# Bar Keeper's Friend - Great for surface rust removal



## gtbuzz

Looks nice. Did you use the BKF in powder form + some sort of lubricant or did you use the liquid form? I tried the latter out once and it did a decent job of cleaning things up bit I may have left it on there a little too long as the entire table turned a very subtle brown a couple minutes later. Perhaps I did something else wrong too but your results look good.


----------



## Cereal4Dinner

I used the powder form mixed with some water. I've seen the light brown color too, and I think its just the rust particles in the solution settling back on the surface after it dries. I think the trick is to keep it wet (adding water if necessary), moving it the whole time, and when you're done to wipe it off and rinse the part with clean water until the paper towels wipe cleanly.


----------



## Dusty56

Looks good.
where do you get the stuff and how much does it cost ?


----------



## RPhillips

You can find Bar keepers friend most any where they sell cleaning supplies. I picked up some the other day from Lowes.


----------



## AaronK

thanks for the tip - i love BKF in the kitchen for cleaning grime on metal, but never thought to use it in the shop. excellent!


----------



## JohnnyB

And it works great for cleaning the tea stain from your teacups. The active ingredient is oxalic acid.


----------



## Bampei

You'll also find all the products, both powder and liquid in Wallie World (Wal-Mart)


----------



## ScottKaye

hmmm, wonder if it will work on hard water stains in the shower. Specifically on the glass as long as its not too abrasive like comet or Ajax.


----------



## Cereal4Dinner

ScottKaye, I've noticed it works as well as Comet or Ajax on other household cleaning tasks, but not really any better. Rust removal is where it shines compared to those two.


----------



## sgv

ScottKaye krudd kutter original formula also cuts soap scum with ease


----------



## plegresl

ScottKaye, it works really well on hard water stains and in my experience does not damage glass at all.


----------



## Dusty56

*Cereal4Dinner*...great name and also guilty of the same !! LOL


----------



## eatsawdust

I buy most of my tools used too so I have lots of experience with BKF and I usually mix it with WD 40 instead of water it prevents new rust.


----------



## davidroberts

Scrape her down with a razor blade first, then scrub and wax. Use a razor blade holder, usually a buck or two at the big box stores because the sides of the razor are pretty sharp in their own right and besides, you hand gets tired. You'llhave more control with a holder. Keep a sharp one loaded, or you can strop like I do. But blades are so cheap, a buck at HF for 10 or so. If I've been bad and neglectful, especially summertime, I'll pull out the old quarter sheet sander and give it a go with 400-600 wet-dry sandpaper and WD 40. Shine baby shine. I'll have to try your wax recommendation. Always looking for good inexpensive products that work. Thanks


----------



## CharlesA

I'm surprised by the number of folks using abrasives like sandpaper and barkeepers friend. I was told to use nylon scrubbing pads and not sandpaper or cleanser b/c you want to keep all the cast iron there-you can run the risk of compromising the flatness. I've been very happy with Boeshield Rust Free (when there is bad rust) followed by Boeshield T-9. Works great. Wood Magazine tested a whole array of rust solutions, and found the Boeshield combination to be the best.

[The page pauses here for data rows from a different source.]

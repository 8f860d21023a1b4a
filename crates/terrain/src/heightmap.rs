//! Height-map assembly: noise, falloff mask, and height response.
//!
//! Wraps the raw noise field with the map-level concerns: an optional island
//! falloff, a response curve shaping how normalized noise turns into world
//! height, and the realized value range used downstream.

use bevy::prelude::*;
use serde::{Deserialize, Serialize};

use crate::falloff::FalloffMap;
use crate::noise::{generate_noise_map, NoiseSettings};

/// Height response curve: evenly spaced control points over t in [0, 1],
/// sampled with linear interpolation.
///
/// Stands in for an artist-authored curve asset; a single control point is a
/// constant response.
#[derive(Debug, Clone, Serialize, Deserialize)]
pub struct HeightCurve {
    points: Vec<f32>,
}

impl HeightCurve {
    /// Constant response of 1: height is the noise value times the multiplier.
    pub fn identity() -> Self {
        Self { points: vec![1.0] }
    }

    /// Curve through evenly spaced control points. An empty list degrades to
    /// the identity response.
    pub fn from_points(points: Vec<f32>) -> Self {
        if points.is_empty() {
            Self::identity()
        } else {
            Self { points }
        }
    }

    /// Sample the curve at `t` (clamped to [0, 1]).
    pub fn evaluate(&self, t: f32) -> f32 {
        let t = t.clamp(0.0, 1.0);
        let n = self.points.len();
        if n == 1 {
            return self.points[0];
        }
        let scaled = t * (n - 1) as f32;
        let lo = (scaled as usize).min(n - 2);
        let frac = scaled - lo as f32;
        self.points[lo] + (self.points[lo + 1] - self.points[lo]) * frac
    }
}

impl Default for HeightCurve {
    fn default() -> Self {
        Self::identity()
    }
}

/// Everything needed to produce one chunk's height map.
#[derive(Debug, Clone, Serialize, Deserialize)]
pub struct HeightMapSettings {
    pub noise: NoiseSettings,
    /// World-space height of a fully saturated sample.
    pub height_multiplier: f32,
    pub height_curve: HeightCurve,
    pub use_falloff: bool,
}

impl Default for HeightMapSettings {
    fn default() -> Self {
        Self {
            noise: NoiseSettings::default(),
            height_multiplier: 40.0,
            height_curve: HeightCurve::default(),
            use_falloff: false,
        }
    }
}

/// A generated grid of world-space heights, row major, plus the realized
/// value range. Immutable once built; chunks share it read-only with however
/// many LOD mesh builds need it concurrently.
#[derive(Debug, Clone)]
pub struct HeightMap {
    pub size: usize,
    pub values: Vec<f32>,
    pub min_value: f32,
    pub max_value: f32,
}

impl HeightMap {
    pub fn get(&self, x: usize, y: usize) -> f32 {
        self.values[y * self.size + x]
    }
}

/// Build the height map for a `size` x `size` grid centered on
/// `sample_center` (in height-map samples).
///
/// Pipeline: noise field -> optional falloff subtraction (clamped back to
/// [0, 1]) -> height response (`value * curve(value) * height_multiplier`).
pub fn generate_height_map(
    size: usize,
    settings: &HeightMapSettings,
    sample_center: Vec2,
    falloff: Option<&FalloffMap>,
) -> HeightMap {
    let mut values = generate_noise_map(size, &settings.noise, sample_center);

    if let Some(falloff) = falloff {
        debug_assert_eq!(falloff.size, size);
        for (value, attenuation) in values.iter_mut().zip(&falloff.values) {
            *value = (*value - attenuation).clamp(0.0, 1.0);
        }
    }

    let mut min_value = f32::MAX;
    let mut max_value = f32::MIN;
    for value in &mut values {
        *value *= settings.height_curve.evaluate(*value) * settings.height_multiplier;
        min_value = min_value.min(*value);
        max_value = max_value.max(*value);
    }

    HeightMap {
        size,
        values,
        min_value,
        max_value,
    }
}

#[cfg(test)]
mod tests {
    use super::*;
    use crate::falloff::generate_falloff_map;
    use crate::noise::NormalizeMode;

    fn flat_response_settings() -> HeightMapSettings {
        HeightMapSettings {
            noise: NoiseSettings {
                octaves: 3,
                normalize_mode: NormalizeMode::Global,
                ..NoiseSettings::default()
            },
            height_multiplier: 1.0,
            height_curve: HeightCurve::identity(),
            use_falloff: false,
        }
    }

    #[test]
    fn test_height_curve_interpolates_between_points() {
        let curve = HeightCurve::from_points(vec![0.0, 0.5, 1.0]);
        assert_eq!(curve.evaluate(0.0), 0.0);
        assert_eq!(curve.evaluate(0.5), 0.5);
        assert_eq!(curve.evaluate(1.0), 1.0);
        assert_eq!(curve.evaluate(0.25), 0.25);
        // Out-of-range samples clamp.
        assert_eq!(curve.evaluate(-2.0), 0.0);
        assert_eq!(curve.evaluate(3.0), 1.0);
    }

    #[test]
    fn test_empty_curve_degrades_to_identity() {
        let curve = HeightCurve::from_points(Vec::new());
        assert_eq!(curve.evaluate(0.3), 1.0);
    }

    #[test]
    fn test_realized_range_is_tracked() {
        let map = generate_height_map(33, &flat_response_settings(), Vec2::ZERO, None);
        let min = map.values.iter().copied().fold(f32::MAX, f32::min);
        let max = map.values.iter().copied().fold(f32::MIN, f32::max);
        assert_eq!(map.min_value, min);
        assert_eq!(map.max_value, max);
        assert!(min < max);
    }

    #[test]
    fn test_multiplier_scales_heights() {
        let base = generate_height_map(17, &flat_response_settings(), Vec2::ZERO, None);
        let scaled = generate_height_map(
            17,
            &HeightMapSettings {
                height_multiplier: 40.0,
                ..flat_response_settings()
            },
            Vec2::ZERO,
            None,
        );
        for (a, b) in base.values.iter().zip(&scaled.values) {
            assert!((a * 40.0 - b).abs() < 1e-4);
        }
    }

    #[test]
    fn test_falloff_zeroes_the_border() {
        let size = 33;
        let falloff = generate_falloff_map(size);
        let map = generate_height_map(size, &flat_response_settings(), Vec2::ZERO, Some(&falloff));
        // The falloff mask is 1 at the very corner, so the height collapses
        // to zero there no matter what the noise produced.
        assert_eq!(map.get(0, 0), 0.0);
        assert!(map.min_value >= 0.0);
    }

    #[test]
    fn test_adjacent_sample_centers_share_boundary_samples() {
        // Two chunks whose sample centers differ by exactly n samples overlap
        // in `size - n` columns; under global normalization those columns
        // must match. This is the seam-continuity contract.
        let size = 53;
        let span = 50.0; // one chunk of world distance, in samples
        let settings = flat_response_settings();

        let left = generate_height_map(size, &settings, Vec2::ZERO, None);
        let right = generate_height_map(size, &settings, Vec2::new(span, 0.0), None);

        for y in 0..size {
            for (x_left, x_right) in (50..53).zip(0..3) {
                let a = left.get(x_left, y);
                let b = right.get(x_right, y);
                assert!(
                    (a - b).abs() < 1e-3,
                    "seam mismatch at y={y}: {a} vs {b}"
                );
            }
        }
    }
}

If you use Rust Free, you will be amazed at how quickly a thin film of rust forms on naked cast iron after everything is stripped off-you can literally see it spread across the surface in seconds. The T-9 is essential to stop the rust from re-forming.

But, whatever works for you . . .


----------



## Hawaiilad

Charles, where you you purchase the Boeshield?


----------



## ssnvet

We switched from teflon coated (non-sthick) pots and pans to stainless steal cookware a long time ago… and soon after discovered Bar Keepers Friend.

It's basically a very fine grit version of Commet, suitable for polishing up pretty much any metal surface.

I think you'd have to polish more than one lifetime to make your table saw table go out of flat in any measurable way.

But the BEST part about BKF, is that it is a covert woodshop expense, which gets logged agaiinst the cleaning supply category, and not the hobby category. My wife buys it at Wally World or the grocery store.

:^)

For heavy rust, I use Evaporust…..

Save your elbows…. sprinkle BKF on the metal table, put a wet greeny on it, and put your jitter bug sander on top of the greeny, and go to town.

Buff in some JPW after that and your good to go for a good long while.


----------



## CharlesA

I bought the Boeshield at the local Woodcraft. Several stores around here, and Amazon, sell it.


----------



## CharlesA

A little BKF may not compromise the flatness, a power sander with sandpaper could.


----------



## 6t5Goat

This is truly magic stuff..

I use it to get super clear windows when I wash my cars..

it doesn't scratch..

You've never seen windows clean until you've scrubbed the OUTSIDE with Bar Keepers Friend..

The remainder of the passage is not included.